# Jede Ebene automatisiert einzeln abspeichern



## suse84 (13. Dezember 2008)

Wie kann ich es ermöglichen das ich in einem Projekt jede einzelne Ebene als gif speicher kann ?

Projekt
--> Ebene 1
--> Ebene 2

Es soll automatisch die erste Ebene als Gif speichern und da nach die darunterliegende Ebene und so weiter....

MFG


----------



## Klein0r (13. Dezember 2008)

Ich würde das mit Aktionen machen.
Und jeweils für Web und Geräte speichern.
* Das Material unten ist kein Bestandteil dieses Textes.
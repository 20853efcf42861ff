//! Task-creation wizard: a three-step linear form.
//!
//! 1. **Basic info**: name, description, frequency, time of day.
//! 2. **Conditions**: pick at least one condition template.
//! 3. **Actions**: pick at least one action template.
//!
//! The state lives for as long as the wizard is open. Forward navigation out
//! of step 1 needs a name; submission needs both selections to be non-empty.
//! Submitting consumes the state.

use std::collections::BTreeSet;

use serde::{Deserialize, Serialize};

use crate::error::{RoboDeskError, ValidationError};
use crate::id::TemplateId;
use crate::robot::Robot;
use crate::task::{Frequency, TaskDraft};

/// Position in the wizard.
#[derive(Debug, Clone, Copy, PartialEq, Eq, PartialOrd, Ord, Default, Serialize, Deserialize)]
pub enum WizardStep {
    #[default]
    BasicInfo,
    Conditions,
    Actions,
}

impl WizardStep {
    /// One-based step number as shown in the step indicator.
    #[must_use]
    pub fn number(self) -> u8 {
        match self {
            Self::BasicInfo => 1,
            Self::Conditions => 2,
            Self::Actions => 3,
        }
    }

    #[must_use]
    pub fn title(self) -> &'static str {
        match self {
            Self::BasicInfo => "Basic info",
            Self::Conditions => "Conditions",
            Self::Actions => "Actions",
        }
    }

    fn next(self) -> Option<Self> {
        match self {
            Self::BasicInfo => Some(Self::Conditions),
            Self::Conditions => Some(Self::Actions),
            Self::Actions => None,
        }
    }

    fn previous(self) -> Option<Self> {
        match self {
            Self::BasicInfo => None,
            Self::Conditions => Some(Self::BasicInfo),
            Self::Actions => Some(Self::Conditions),
        }
    }
}

/// Form state of an open wizard.
#[derive(Debug, Clone, Default, PartialEq, Eq)]
pub struct WizardState {
    step: WizardStep,
    name: String,
    description: String,
    frequency: Frequency,
    time: String,
    selected_conditions: BTreeSet<TemplateId>,
    selected_actions: BTreeSet<TemplateId>,
}

impl WizardState {
    /// Fresh state, positioned on the first step.
    #[must_use]
    pub fn new() -> Self {
        Self::default()
    }

    #[must_use]
    pub fn step(&self) -> WizardStep {
        self.step
    }

    #[must_use]
    pub fn name(&self) -> &str {
        &self.name
    }

    #[must_use]
    pub fn description(&self) -> &str {
        &self.description
    }

    #[must_use]
    pub fn frequency(&self) -> Frequency {
        self.frequency
    }

    #[must_use]
    pub fn time(&self) -> &str {
        &self.time
    }

    #[must_use]
    pub fn selected_conditions(&self) -> &BTreeSet<TemplateId> {
        &self.selected_conditions
    }

    #[must_use]
    pub fn selected_actions(&self) -> &BTreeSet<TemplateId> {
        &self.selected_actions
    }

    pub fn set_name(&mut self, name: impl Into<String>) {
        self.name = name.into();
    }

    pub fn set_description(&mut self, description: impl Into<String>) {
        self.description = description.into();
    }

    pub fn set_frequency(&mut self, frequency: Frequency) {
        self.frequency = frequency;
    }

    pub fn set_time(&mut self, time: impl Into<String>) {
        self.time = time.into();
    }

    /// Move one step forward; no-op on the last step.
    ///
    /// Does not consult [`can_advance`](Self::can_advance): the "Next" control
    /// is disabled instead. Use [`try_advance`](Self::try_advance) for a
    /// checked move.
    pub fn advance(&mut self) {
        if let Some(next) = self.step.next() {
            self.step = next;
        }
    }

    /// Move one step back; no-op on the first step.
    pub fn retreat(&mut self) {
        if let Some(previous) = self.step.previous() {
            self.step = previous;
        }
    }

    /// Advance only when allowed. Returns whether the step changed.
    pub fn try_advance(&mut self) -> bool {
        let before = self.step;
        if self.can_advance() {
            self.advance();
        }
        self.step != before
    }

    /// False only while on step 1 with an empty name.
    #[must_use]
    pub fn can_advance(&self) -> bool {
        !(self.step == WizardStep::BasicInfo && self.name.is_empty())
    }

    /// True once at least one condition and one action are selected.
    #[must_use]
    pub fn can_submit(&self) -> bool {
        !self.selected_conditions.is_empty() && !self.selected_actions.is_empty()
    }

    #[must_use]
    pub fn is_last_step(&self) -> bool {
        self.step == WizardStep::Actions
    }

    /// Select `id` if absent, deselect it if present.
    pub fn toggle_condition(&mut self, id: TemplateId) {
        toggle(&mut self.selected_conditions, id);
    }

    /// Select `id` if absent, deselect it if present.
    pub fn toggle_action(&mut self, id: TemplateId) {
        toggle(&mut self.selected_actions, id);
    }

    /// Consume the state and produce the draft for `robot`.
    ///
    /// # Errors
    ///
    /// Returns [`ValidationError::EmptySelection`] when [`can_submit`](Self::can_submit)
    /// is false, or [`ValidationError::EmptyName`] when the name is empty.
    pub fn submit(self, robot: &Robot) -> Result<TaskDraft, RoboDeskError> {
        if !self.can_submit() {
            return Err(ValidationError::EmptySelection.into());
        }
        if self.name.trim().is_empty() {
            return Err(ValidationError::EmptyName.into());
        }
        Ok(TaskDraft {
            robot_id: robot.id,
            robot_name: robot.name.clone(),
            robot_category: robot.category.clone(),
            name: self.name.trim().to_string(),
            description: self.description,
            frequency: self.frequency,
            time: self.time,
            conditions: self.selected_conditions.into_iter().collect(),
            actions: self.selected_actions.into_iter().collect(),
        })
    }
}

fn toggle(set: &mut BTreeSet<TemplateId>, id: TemplateId) {
    if !set.remove(&id) {
        set.insert(id);
    }
}

#[cfg(test)]
mod tests {
    use super::*;

    fn robot() -> Robot {
        Robot::builder()
            .name("Aria")
            .category("customer_service")
            .build()
            .unwrap()
    }

    fn ready_state() -> WizardState {
        let mut state = WizardState::new();
        state.set_name("daily sync");
        state.toggle_condition("new_message".into());
        state.toggle_action("auto_reply".into());
        state
    }

    #[test]
    fn should_start_on_basic_info_step() {
        let state = WizardState::new();
        assert_eq!(state.step(), WizardStep::BasicInfo);
        assert_eq!(state.step().number(), 1);
    }

    #[test]
    fn should_block_advance_when_name_empty_on_first_step() {
        let mut state = WizardState::new();
        assert!(!state.can_advance());

        state.set_name("daily sync");
        assert!(state.can_advance());

        state.advance();
        assert_eq!(state.step(), WizardStep::Conditions);
    }

    #[test]
    fn should_allow_advance_past_first_step_regardless_of_name() {
        let mut state = WizardState::new();
        state.set_name("x");
        state.advance();
        state.set_name("");
        assert!(state.can_advance());
    }

    #[test]
    fn should_not_advance_past_last_step() {
        let mut state = WizardState::new();
        state.advance();
        state.advance();
        assert!(state.is_last_step());
        state.advance();
        assert_eq!(state.step(), WizardStep::Actions);
    }

    #[test]
    fn should_not_retreat_before_first_step() {
        let mut state = WizardState::new();
        state.retreat();
        assert_eq!(state.step(), WizardStep::BasicInfo);

        state.advance();
        state.retreat();
        assert_eq!(state.step(), WizardStep::BasicInfo);
    }

    #[test]
    fn should_refuse_checked_advance_without_name() {
        let mut state = WizardState::new();
        assert!(!state.try_advance());
        assert_eq!(state.step(), WizardStep::BasicInfo);

        state.set_name("daily sync");
        assert!(state.try_advance());
        assert_eq!(state.step(), WizardStep::Conditions);
    }

    #[test]
    fn should_restore_selection_when_condition_toggled_twice() {
        let mut state = WizardState::new();
        state.toggle_condition("keyword_hit".into());
        let before = state.selected_conditions().clone();

        state.toggle_condition("new_message".into());
        state.toggle_condition("new_message".into());

        assert_eq!(state.selected_conditions(), &before);
    }

    #[test]
    fn should_restore_selection_when_action_toggled_twice() {
        let mut state = WizardState::new();
        state.toggle_action("auto_reply".into());
        state.toggle_action("auto_reply".into());
        assert!(state.selected_actions().is_empty());
    }

    #[test]
    fn should_not_allow_submit_when_either_selection_empty() {
        let mut state = WizardState::new();
        assert!(!state.can_submit());

        state.toggle_condition("new_message".into());
        assert!(!state.can_submit());

        state.toggle_action("auto_reply".into());
        assert!(state.can_submit());

        state.toggle_condition("new_message".into());
        assert!(!state.can_submit());
    }

    #[test]
    fn should_emit_draft_with_robot_identity_on_submit() {
        let robot = robot();
        let mut state = ready_state();
        state.set_frequency(Frequency::Weekly);
        state.set_time("08:00");

        let draft = state.submit(&robot).unwrap();
        assert_eq!(draft.robot_id, robot.id);
        assert_eq!(draft.robot_name, "Aria");
        assert_eq!(draft.robot_category, "customer_service");
        assert_eq!(draft.name, "daily sync");
        assert_eq!(draft.frequency, Frequency::Weekly);
        assert_eq!(draft.conditions, vec![TemplateId::from("new_message")]);
        assert_eq!(draft.actions, vec![TemplateId::from("auto_reply")]);
    }

    #[test]
    fn should_emit_selections_in_sorted_order() {
        let mut state = ready_state();
        state.toggle_action("escalate".into());
        let draft = state.submit(&robot()).unwrap();
        assert_eq!(
            draft.actions,
            vec![TemplateId::from("auto_reply"), TemplateId::from("escalate")]
        );
    }

    #[test]
    fn should_reject_submit_when_selection_incomplete() {
        let mut state = WizardState::new();
        state.set_name("daily sync");
        state.toggle_condition("new_message".into());
        assert!(matches!(
            state.submit(&robot()),
            Err(RoboDeskError::Validation(ValidationError::EmptySelection))
        ));
    }

    #[test]
    fn should_reject_submit_when_name_blank() {
        let mut state = ready_state();
        state.set_name("  ");
        assert!(matches!(
            state.submit(&robot()),
            Err(RoboDeskError::Validation(ValidationError::EmptyName))
        ));
    }
}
Einfach unter Aktionen eine neue Aktion erstellen und auf Aufnahme drücken  Dann alle Schritte per Hand machen und fertig. Allerdings darf sich dann die Bezeichnung der Ebenen und die Anzahl nicht verändern (ich weiß nicht ob man das in den Griff bekommt).

lg


----------



## Markus Kolletzky (13. Dezember 2008)

Warum in die Ferne schweifen, wenn das Gute so nah liegt?

Datei => Skripten => Ebenen in Datei exportieren


----------



## Klein0r (13. Dezember 2008)

Noch nie gesehen den Punkt 
Danke! Wieder was gelernt...

lg


----------